Return every line of the data below that includes the string "InMemoryBusError".
*** Supplied data Section Begins ***
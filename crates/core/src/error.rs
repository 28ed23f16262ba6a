//! Core error model.

use thiserror::Error;

/// Result type used across the core crate.
pub type CoreResult<T> = Result<T, CoreError>;

/// Core-level error.
///
/// Deterministic decoding failures only; storage and publishing failures
/// belong to the crates that own those concerns.
#[derive(Debug, Error, Clone, PartialEq, Eq)]
pub enum CoreError {
    /// A raw write-kind code does not name any known `MessageType`.
    #[error("unknown message type code: {0}")]
    UnknownMessageType(u8),

    /// A status string did not match any known status.
    #[error("invalid status: {0}")]
    InvalidStatus(String),
}

impl CoreError {
    pub fn invalid_status(msg: impl Into<String>) -> Self {
        Self::InvalidStatus(msg.into())
    }
}
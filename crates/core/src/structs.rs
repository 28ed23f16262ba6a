//! Resources stored in the state store tables.
//!
//! Only the identifiers matter to the event stream; the remaining fields are
//! carried through untouched inside event payloads.

use chrono::{DateTime, Utc};
use serde::{Deserialize, Serialize};

use crate::error::CoreError;
use crate::id::{HasId, generate_uuid};

macro_rules! impl_status {
    ($t:ident { $($variant:ident => $name:literal),+ $(,)? }) => {
        impl $t {
            pub fn as_str(&self) -> &'static str {
                match self {
                    $($t::$variant => $name,)+
                }
            }
        }

        impl core::fmt::Display for $t {
            fn fmt(&self, f: &mut core::fmt::Formatter<'_>) -> core::fmt::Result {
                f.write_str(self.as_str())
            }
        }

        impl core::str::FromStr for $t {
            type Err = CoreError;

            fn from_str(s: &str) -> Result<Self, Self::Err> {
                match s {
                    $($name => Ok($t::$variant),)+
                    other => Err(CoreError::invalid_status(format!(
                        "{}: {}",
                        stringify!($t),
                        other
                    ))),
                }
            }
        }
    };
}

#[derive(Debug, Copy, Clone, Default, PartialEq, Eq, Hash, Serialize, Deserialize)]
#[serde(rename_all = "lowercase")]
pub enum DeploymentStatus {
    #[default]
    Running,
    Paused,
    Failed,
    Successful,
    Cancelled,
}

impl_status!(DeploymentStatus {
    Running => "running",
    Paused => "paused",
    Failed => "failed",
    Successful => "successful",
    Cancelled => "cancelled",
});

#[derive(Debug, Copy, Clone, Default, PartialEq, Eq, Hash, Serialize, Deserialize)]
#[serde(rename_all = "lowercase")]
pub enum JobStatus {
    #[default]
    Pending,
    Running,
    Dead,
}

impl_status!(JobStatus {
    Pending => "pending",
    Running => "running",
    Dead => "dead",
});

#[derive(Debug, Copy, Clone, Default, PartialEq, Eq, Hash, Serialize, Deserialize)]
#[serde(rename_all = "lowercase")]
pub enum EvalStatus {
    Blocked,
    #[default]
    Pending,
    Complete,
    Failed,
    Canceled,
}

impl_status!(EvalStatus {
    Blocked => "blocked",
    Pending => "pending",
    Complete => "complete",
    Failed => "failed",
    Canceled => "canceled",
});

/// A rollout of a specific job version.
#[derive(Debug, Clone, Default, PartialEq, Eq, Serialize, Deserialize)]
pub struct Deployment {
    pub id: String,
    pub namespace: String,
    pub job_id: String,
    pub job_version: u64,
    pub status: DeploymentStatus,
    pub status_description: String,
    pub create_index: u64,
    pub modify_index: u64,
}

impl Deployment {
    /// Start a new running deployment for the current version of `job`.
    pub fn for_job(job: &Job) -> Self {
        Self {
            id: generate_uuid(),
            namespace: job.namespace.clone(),
            job_id: job.id.clone(),
            job_version: job.version,
            status: DeploymentStatus::Running,
            status_description: "Deployment is running".to_string(),
            ..Self::default()
        }
    }

    /// Whether the deployment can still make progress.
    pub fn active(&self) -> bool {
        matches!(
            self.status,
            DeploymentStatus::Running | DeploymentStatus::Paused
        )
    }
}

/// A registered workload specification.
#[derive(Debug, Clone, Default, PartialEq, Eq, Serialize, Deserialize)]
pub struct Job {
    pub id: String,
    pub namespace: String,
    pub name: String,
    pub job_type: String,
    pub version: u64,
    pub status: JobStatus,
    pub stop: bool,
    pub create_index: u64,
    pub modify_index: u64,
}

impl Job {
    pub fn new(id: impl Into<String>, namespace: impl Into<String>) -> Self {
        let id = id.into();
        Self {
            name: id.clone(),
            id,
            namespace: namespace.into(),
            job_type: "service".to_string(),
            ..Self::default()
        }
    }
}

/// A request to (re)schedule a job.
#[derive(Debug, Clone, Default, PartialEq, Eq, Serialize, Deserialize)]
pub struct Evaluation {
    pub id: String,
    pub namespace: String,
    pub job_id: String,
    /// Empty when the evaluation is not tied to a deployment.
    pub deployment_id: String,
    pub triggered_by: String,
    pub status: EvalStatus,
    pub create_index: u64,
    pub modify_index: u64,
    pub create_time: DateTime<Utc>,
    pub modify_time: DateTime<Utc>,
}

impl Evaluation {
    /// New pending evaluation for `job`, triggered by `triggered_by`.
    pub fn for_job(job: &Job, triggered_by: impl Into<String>) -> Self {
        let now = Utc::now();
        Self {
            id: generate_uuid(),
            namespace: job.namespace.clone(),
            job_id: job.id.clone(),
            triggered_by: triggered_by.into(),
            create_time: now,
            modify_time: now,
            ..Self::default()
        }
    }

    /// Tie the evaluation to `deployment`.
    pub fn with_deployment(mut self, deployment: &Deployment) -> Self {
        self.deployment_id = deployment.id.clone();
        self
    }

    pub fn terminal(&self) -> bool {
        matches!(
            self.status,
            EvalStatus::Complete | EvalStatus::Failed | EvalStatus::Canceled
        )
    }
}

impl HasId for Deployment {
    fn id(&self) -> &str {
        &self.id
    }
}

impl HasId for Job {
    fn id(&self) -> &str {
        &self.id
    }
}

impl HasId for Evaluation {
    fn id(&self) -> &str {
        &self.id
    }
}
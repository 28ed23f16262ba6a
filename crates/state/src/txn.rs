//! Transaction views over the state store's change tracking.
//!
//! The event stream only needs read access to what a transaction changed and
//! the log index it committed at. [`ChangeTracker`] is a minimal in-process
//! store-side companion that records changes and hands out monotonic indexes.

use std::sync::atomic::{AtomicU64, Ordering};

use statestream_core::MessageType;

use crate::changes::{Change, Changes, Resource};

/// Read-only view of a committed transaction.
pub trait ReadTxn {
    /// Change set of the transaction, in mutation order.
    fn changes(&self) -> &Changes;

    /// Log index the transaction committed at.
    fn index(&self) -> u64 {
        self.changes().index
    }
}

impl ReadTxn for Changes {
    fn changes(&self) -> &Changes {
        self
    }
}

/// Assigns log indexes to committed write transactions.
#[derive(Debug, Default)]
pub struct ChangeTracker {
    last_index: AtomicU64,
}

impl ChangeTracker {
    pub fn new() -> Self {
        Self::default()
    }

    /// Resume after a log whose last committed index is `index`.
    pub fn starting_after(index: u64) -> Self {
        Self {
            last_index: AtomicU64::new(index),
        }
    }

    /// Index of the most recent commit (0 before the first).
    pub fn latest_index(&self) -> u64 {
        self.last_index.load(Ordering::Acquire)
    }

    /// Open a write transaction of kind `msg_type`.
    pub fn write_txn(&self, msg_type: MessageType) -> WriteTxn<'_> {
        WriteTxn {
            tracker: self,
            msg_type,
            changes: Vec::new(),
        }
    }

    fn next_index(&self) -> u64 {
        self.last_index.fetch_add(1, Ordering::AcqRel) + 1
    }
}

/// A write transaction recording row changes.
///
/// Dropping it without committing discards the changes and consumes no index.
#[derive(Debug)]
pub struct WriteTxn<'a> {
    tracker: &'a ChangeTracker,
    msg_type: MessageType,
    changes: Vec<Change>,
}

impl WriteTxn<'_> {
    pub fn msg_type(&self) -> MessageType {
        self.msg_type
    }

    /// Record an insert (`before == None`) or update of a row.
    pub fn insert(&mut self, table: &str, before: Option<Resource>, after: impl Into<Resource>) -> &mut Self {
        self.changes.push(Change::upsert(table, before, after));
        self
    }

    /// Record the removal of a row.
    pub fn delete(&mut self, table: &str, before: impl Into<Resource>) -> &mut Self {
        self.changes.push(Change::delete(table, before));
        self
    }

    pub fn record(&mut self, change: Change) -> &mut Self {
        self.changes.push(change);
        self
    }

    pub fn len(&self) -> usize {
        self.changes.len()
    }

    pub fn is_empty(&self) -> bool {
        self.changes.is_empty()
    }

    /// Commit, assigning the next log index.
    pub fn commit(self) -> CommittedTxn {
        let index = self.tracker.next_index();
        tracing::trace!(index, changes = self.changes.len(), msg_type = ?self.msg_type, "txn committed");
        CommittedTxn {
            msg_type: self.msg_type,
            changes: Changes::new(index, self.changes),
        }
    }
}

/// A committed transaction, ready to be turned into events.
#[derive(Debug, Clone, PartialEq, Eq)]
pub struct CommittedTxn {
    msg_type: MessageType,
    changes: Changes,
}

impl CommittedTxn {
    pub fn msg_type(&self) -> MessageType {
        self.msg_type
    }

    pub fn into_changes(self) -> Changes {
        self.changes
    }
}

impl ReadTxn for CommittedTxn {
    fn changes(&self) -> &Changes {
        &self.changes
    }
}
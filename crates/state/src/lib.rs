//! State store side of the event stream.
//!
//! Turns the change set of a committed transaction into an ordered batch of
//! stream events and hands the batch to the event bus. Translation is pure and
//! synchronous; every event of one batch carries the transaction's log index.

pub mod changes;
pub mod classify;
pub mod config;
pub mod deployment_events;
pub mod error;
pub mod publisher;
pub mod tables;
pub mod txn;

pub use changes::{Change, Changes, Resource, ResourceKind};
pub use classify::{classify, classify_code};
pub use config::EventsConfig;
pub use deployment_events::{derive_events, deployment_events_from_changes};
pub use error::{DeriveError, PublishError};
pub use publisher::EventPublisher;
pub use tables::{DEPLOYMENT_TABLE, EVALS_TABLE, JOBS_TABLE, TableSpec};
pub use txn::{ChangeTracker, CommittedTxn, ReadTxn, WriteTxn};
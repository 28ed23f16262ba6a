//! In-memory event broker for tests/dev.

use std::sync::{Mutex, mpsc};

use thiserror::Error;

use crate::bus::{EventBus, Subscription};
use crate::event::Events;
use crate::filter::SubscribeRequest;

#[derive(Debug, Error, Clone, PartialEq, Eq)]
pub enum InMemoryBusError {
    /// Publish failed due to internal lock poisoning.
    #[error("subscriber registry lock poisoned")]
    Poisoned,
}

#[derive(Debug)]
struct Subscriber {
    request: SubscribeRequest,
    tx: mpsc::Sender<Events>,
}

/// In-memory pub/sub broker.
///
/// - No IO / no async
/// - Filters each batch per subscriber, preserving event order
/// - Drops subscribers whose receiving side has gone away
#[derive(Debug, Default)]
pub struct InMemoryEventBus {
    subscribers: Mutex<Vec<Subscriber>>,
}

impl InMemoryEventBus {
    pub fn new() -> Self {
        Self::default()
    }

    /// Number of live subscribers (as of the last publish).
    pub fn subscriber_count(&self) -> usize {
        self.subscribers.lock().map(|s| s.len()).unwrap_or(0)
    }
}

impl EventBus for InMemoryEventBus {
    type Error = InMemoryBusError;

    fn publish(&self, batch: Events) -> Result<(), Self::Error> {
        let mut subs = self.subscribers.lock().map_err(|_| InMemoryBusError::Poisoned)?;

        subs.retain(|sub| {
            let filtered = sub.request.filter(&batch);
            if filtered.is_empty() {
                // Nothing to deliver; keep the subscriber.
                return true;
            }
            sub.tx.send(filtered).is_ok()
        });

        tracing::trace!(index = batch.index, subscribers = subs.len(), "batch fanned out");
        Ok(())
    }

    fn subscribe(&self, request: SubscribeRequest) -> Subscription {
        let (tx, rx) = mpsc::channel();

        // If the lock is poisoned, we still return a subscription;
        // it just won't receive batches until the process restarts.
        if let Ok(mut subs) = self.subscribers.lock() {
            subs.push(Subscriber { request, tx });
        }

        Subscription::new(rx)
    }
}

#[cfg(test)]
mod tests {
    use std::sync::Arc;

    use statestream_core::{Deployment, Job};

    use super::*;
    use crate::event::{DeploymentEvent, Event, JobEvent, Payload, Topic, ALL_KEYS};

    fn batch(index: u64) -> Events {
        let deployment = Arc::new(Deployment {
            id: "d1".to_string(),
            job_id: "j1".to_string(),
            ..Deployment::default()
        });
        Events::new(
            index,
            vec![
                Event {
                    topic: Topic::Deployment,
                    event_type: "DeploymentStatusUpdate".to_string(),
                    key: "d1".to_string(),
                    filter_keys: vec!["j1".to_string()],
                    index,
                    payload: Payload::Deployment(DeploymentEvent { deployment }),
                },
                Event {
                    topic: Topic::Job,
                    event_type: "DeploymentStatusUpdate".to_string(),
                    key: "j1".to_string(),
                    filter_keys: vec![],
                    index,
                    payload: Payload::Job(JobEvent {
                        job: Arc::new(Job::new("j1", "default")),
                    }),
                },
            ],
        )
    }

    #[test]
    fn every_subscriber_gets_its_filtered_view() {
        let bus = InMemoryEventBus::new();
        let all = bus.subscribe(SubscribeRequest::all());
        let jobs = bus.subscribe(SubscribeRequest::new().topic(Topic::Job, [ALL_KEYS]));

        bus.publish(batch(5)).unwrap();

        let got = all.try_recv().unwrap();
        assert_eq!(got, batch(5));

        let got = jobs.try_recv().unwrap();
        assert_eq!(got.index, 5);
        assert_eq!(got.len(), 1);
        assert_eq!(got.events[0].topic, Topic::Job);
    }

    #[test]
    fn subscriber_without_matches_receives_nothing() {
        let bus = InMemoryEventBus::new();
        let other = bus.subscribe(SubscribeRequest::new().topic(Topic::Eval, [ALL_KEYS]));

        bus.publish(batch(5)).unwrap();

        assert!(other.try_recv().is_err());
        assert_eq!(bus.subscriber_count(), 1);
    }

    #[test]
    fn batches_arrive_in_publish_order() {
        let bus = InMemoryEventBus::new();
        let sub = bus.subscribe(SubscribeRequest::all());

        for index in [3, 4, 9] {
            bus.publish(batch(index)).unwrap();
        }

        let indexes: Vec<_> = sub.drain().iter().map(|b| b.index).collect();
        assert_eq!(indexes, vec![3, 4, 9]);
    }

    #[test]
    fn dropped_subscribers_are_pruned() {
        let bus = InMemoryEventBus::new();
        let sub = bus.subscribe(SubscribeRequest::all());
        drop(sub);

        bus.publish(batch(1)).unwrap();
        assert_eq!(bus.subscriber_count(), 0);
    }
}
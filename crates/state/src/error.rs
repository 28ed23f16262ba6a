use thiserror::Error;

use crate::changes::ResourceKind;

/// Deriving events from a change set failed; nothing may be published for it.
#[derive(Debug, Error, Clone, PartialEq, Eq)]
pub enum DeriveError {
    /// A tracked table held a row of the wrong kind. The store and the event
    /// stream disagree on the schema.
    #[error("table {table:?} holds a {found}, expected a {expected}")]
    SchemaMismatch {
        table: String,
        expected: ResourceKind,
        found: ResourceKind,
    },
}

#[derive(Debug, Error)]
pub enum PublishError {
    /// Transactions must be published in commit order.
    #[error("out-of-order commit (last published index={last}, found={found})")]
    OutOfOrder { last: u64, found: u64 },

    #[error(transparent)]
    Derive(#[from] DeriveError),

    /// The bus rejected the batch; it may be derived and published again.
    #[error("event bus publish failed: {0}")]
    Bus(String),

    #[error("publisher state lock poisoned")]
    Poisoned,
}
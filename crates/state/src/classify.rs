//! Mutation kind → event type label.
//!
//! The label is advisory metadata. Write kinds without a label classify to the
//! empty string, which consumers read as "unspecified".

use statestream_core::MessageType;

pub const TYPE_DEPLOYMENT_UPDATE: &str = "DeploymentStatusUpdate";
pub const TYPE_DEPLOYMENT_PROMOTION: &str = "DeploymentPromotion";
pub const TYPE_DEPLOYMENT_ALLOC_HEALTH: &str = "DeploymentAllocHealth";

const EVENT_TYPES: &[(MessageType, &str)] = &[
    (MessageType::DeploymentStatusUpdate, TYPE_DEPLOYMENT_UPDATE),
    (MessageType::DeploymentPromote, TYPE_DEPLOYMENT_PROMOTION),
    (MessageType::DeploymentAllocHealth, TYPE_DEPLOYMENT_ALLOC_HEALTH),
];

pub fn classify(msg_type: MessageType) -> &'static str {
    match EVENT_TYPES.iter().find(|(t, _)| *t == msg_type) {
        Some((_, label)) => *label,
        None => {
            tracing::trace!(msg_type = ?msg_type, "unclassified mutation");
            ""
        }
    }
}

/// Classify a raw write-kind code as read off the log.
pub fn classify_code(code: u8) -> &'static str {
    match MessageType::try_from(code) {
        Ok(msg_type) => classify(msg_type),
        Err(e) => {
            tracing::debug!(error = %e, "unclassified mutation");
            ""
        }
    }
}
*** Supplied data Section Ends ***
» **Task solution**
pub enum InMemoryBusError {
    type Error = InMemoryBusError;
        let mut subs = self.subscribers.lock().map_err(|_| InMemoryBusError::Poisoned)?;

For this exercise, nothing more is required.